- [DATA FOR ANALYSIS]:

•••

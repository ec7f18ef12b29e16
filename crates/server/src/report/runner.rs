//! Per-run orchestration: credential read, bounded column fan-out, and the
//! single deferred write phase.

use chrono::Utc;
use chrono_tz::Tz;
use futures::StreamExt;
use rust_decimal::Decimal;
use tracing::instrument;

use spendsheet_core::{
    CellValue, ColumnCredentials, DateRange, Metric, MetricCell, Mode, Period, ShopifyCredentials,
    metric_row,
};

use crate::error::AppError;
use crate::report::{MISSING_META_CREDENTIALS, MISSING_SHOPIFY_CREDENTIALS, RunSummary, aggregate};
use crate::services::shopify::{OrderWindow, ShopifyError};
use crate::state::AppState;

/// Run one full report under the configured deadline.
///
/// # Errors
///
/// Fatal failures only: sheet read/write errors and the deadline. Remote
/// API failures never bubble up here; they land in cells as sentinels.
pub async fn run_report(state: &AppState, mode: Mode) -> Result<RunSummary, AppError> {
    let deadline = state.config().request_deadline;
    (tokio::time::timeout(deadline, run_inner(state, mode)).await)
        .map_err(|_| AppError::DeadlineExceeded)?
}

#[instrument(skip(state), fields(mode = %mode))]
async fn run_inner(state: &AppState, mode: Mode) -> Result<RunSummary, AppError> {
    let started = std::time::Instant::now();

    let grid = state.sheets().read_credential_grid().await?;
    let column_count = grid.column_count();
    // Column 1 is the label column; data columns start at 2.
    let columns: Vec<ColumnCredentials> = (2..=column_count)
        .map(|col| ColumnCredentials::from_lookup(col, |row| grid.cell(row, col)))
        .collect();
    tracing::info!(columns = columns.len(), "starting report run");

    let concurrency = state.config().column_concurrency;
    // Futures are inert until polled; collecting them eagerly sidesteps a
    // rustc "FnOnce is not general enough" limitation with lazy map closures
    // that borrow their argument (rust-lang/rust#89976).
    let column_futures: Vec<_> = columns
        .iter()
        .map(|creds| process_column(state, mode, creds))
        .collect();
    let per_column: Vec<Vec<MetricCell>> = futures::stream::iter(column_futures)
        .buffered(concurrency)
        .collect()
        .await;

    let cells: Vec<MetricCell> = per_column.into_iter().flatten().collect();
    let cells_written = state.sheets().write_cells(&cells).await?;

    Ok(RunSummary {
        mode,
        columns: columns.len(),
        cells_written,
        elapsed: started.elapsed(),
    })
}

/// Aggregate one column: every period's ad-spend, sales, and orders cells.
///
/// Never fails; each integration failure becomes a sentinel in its own
/// cells and the rest of the column still completes.
async fn process_column(state: &AppState, mode: Mode, creds: &ColumnCredentials) -> Vec<MetricCell> {
    // Timezone policy: the store's IANA zone when Shopify credentials
    // exist; Meta-only columns have no store to ask and use UTC.
    let (tz, tz_sentinel) = match &creds.shopify {
        Some(shopify) => match state.shopify().shop_timezone(shopify).await {
            Ok(tz) => (tz, None),
            Err(e) => {
                tracing::warn!(column = creds.column, error = %e, "store timezone lookup failed");
                (Tz::UTC, Some(e.sentinel()))
            }
        },
        None => (Tz::UTC, None),
    };
    let today = Utc::now().with_timezone(&tz).date_naive();

    let mut cells = Vec::new();
    for period in mode.periods() {
        let range = period.resolve(today);
        cells.extend(meta_cell(state, mode, *period, &range, creds).await);
        cells.extend(
            shopify_cells(state, mode, *period, &range, tz, tz_sentinel.as_deref(), creds).await,
        );
    }
    cells
}

async fn meta_cell(
    state: &AppState,
    mode: Mode,
    period: Period,
    range: &DateRange,
    creds: &ColumnCredentials,
) -> Option<MetricCell> {
    let row = metric_row(mode, Metric::AdSpend, period)?;
    let value = match &creds.meta {
        None => CellValue::Text(MISSING_META_CREDENTIALS.to_string()),
        Some(meta) => match state.meta().total_spend(meta, range).await {
            Ok(total) => CellValue::Number(total),
            Err(e) => {
                tracing::warn!(
                    column = creds.column,
                    period = ?period,
                    error = %e,
                    "ad spend aggregation failed"
                );
                CellValue::Text(e.sentinel())
            }
        },
    };
    Some(MetricCell {
        column: creds.column,
        row,
        value,
    })
}

async fn shopify_cells(
    state: &AppState,
    mode: Mode,
    period: Period,
    range: &DateRange,
    tz: Tz,
    tz_sentinel: Option<&str>,
    creds: &ColumnCredentials,
) -> Vec<MetricCell> {
    let (Some(sales_row), Some(orders_row)) = (
        metric_row(mode, Metric::Sales, period),
        metric_row(mode, Metric::Orders, period),
    ) else {
        return Vec::new();
    };

    let (sales, orders) = match (&creds.shopify, tz_sentinel) {
        (None, _) => (
            CellValue::Text(MISSING_SHOPIFY_CREDENTIALS.to_string()),
            CellValue::Text(MISSING_SHOPIFY_CREDENTIALS.to_string()),
        ),
        // The timezone fetch already failed; both cells carry its sentinel.
        (Some(_), Some(sentinel)) => (
            CellValue::Text(sentinel.to_string()),
            CellValue::Text(sentinel.to_string()),
        ),
        (Some(shopify), None) => match column_sales(state, shopify, range, tz).await {
            Ok((net, count)) => (CellValue::Number(net), CellValue::Count(count)),
            Err(e) => {
                tracing::warn!(
                    column = creds.column,
                    period = ?period,
                    error = %e,
                    "sales aggregation failed"
                );
                (
                    CellValue::Text(e.sentinel()),
                    CellValue::Text(e.sentinel()),
                )
            }
        },
    };

    vec![
        MetricCell {
            column: creds.column,
            row: sales_row,
            value: sales,
        },
        MetricCell {
            column: creds.column,
            row: orders_row,
            value: orders,
        },
    ]
}

/// Net sales and order count for one store and period.
///
/// Pass A (created in window) feeds gross sales and the count; Pass B
/// (updated in window) feeds refund reconciliation. Either pass failing
/// aborts both cells.
async fn column_sales(
    state: &AppState,
    creds: &ShopifyCredentials,
    range: &DateRange,
    tz: Tz,
) -> Result<(Decimal, u64), ShopifyError> {
    let start = range.start_timestamp(tz);
    let end = range.end_timestamp(tz);

    let created = state
        .shopify()
        .orders_in_window(creds, OrderWindow::Created, &start, &end)
        .await?;
    let updated = state
        .shopify()
        .orders_in_window(creds, OrderWindow::Updated, &start, &end)
        .await?;

    let gross = aggregate::gross_sales(&created);
    let count = aggregate::order_count(&created);
    let refunds =
        aggregate::refund_total(&updated, range.start_instant(tz), range.end_instant(tz));

    Ok((aggregate::net_sales(gross, refunds), count))
}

•••

- [WHAT YOU WILL DO]: Search the material for the word "store". Each line where it is found must be copied.

- [WRITTEN SOLUTION]:
    // Timezone policy: the store's IANA zone when Shopify credentials
    // exist; Meta-only columns have no store to ask and use UTC.
                tracing::warn!(column = creds.column, error = %e, "store timezone lookup failed");
/// Net sales and order count for one store and period.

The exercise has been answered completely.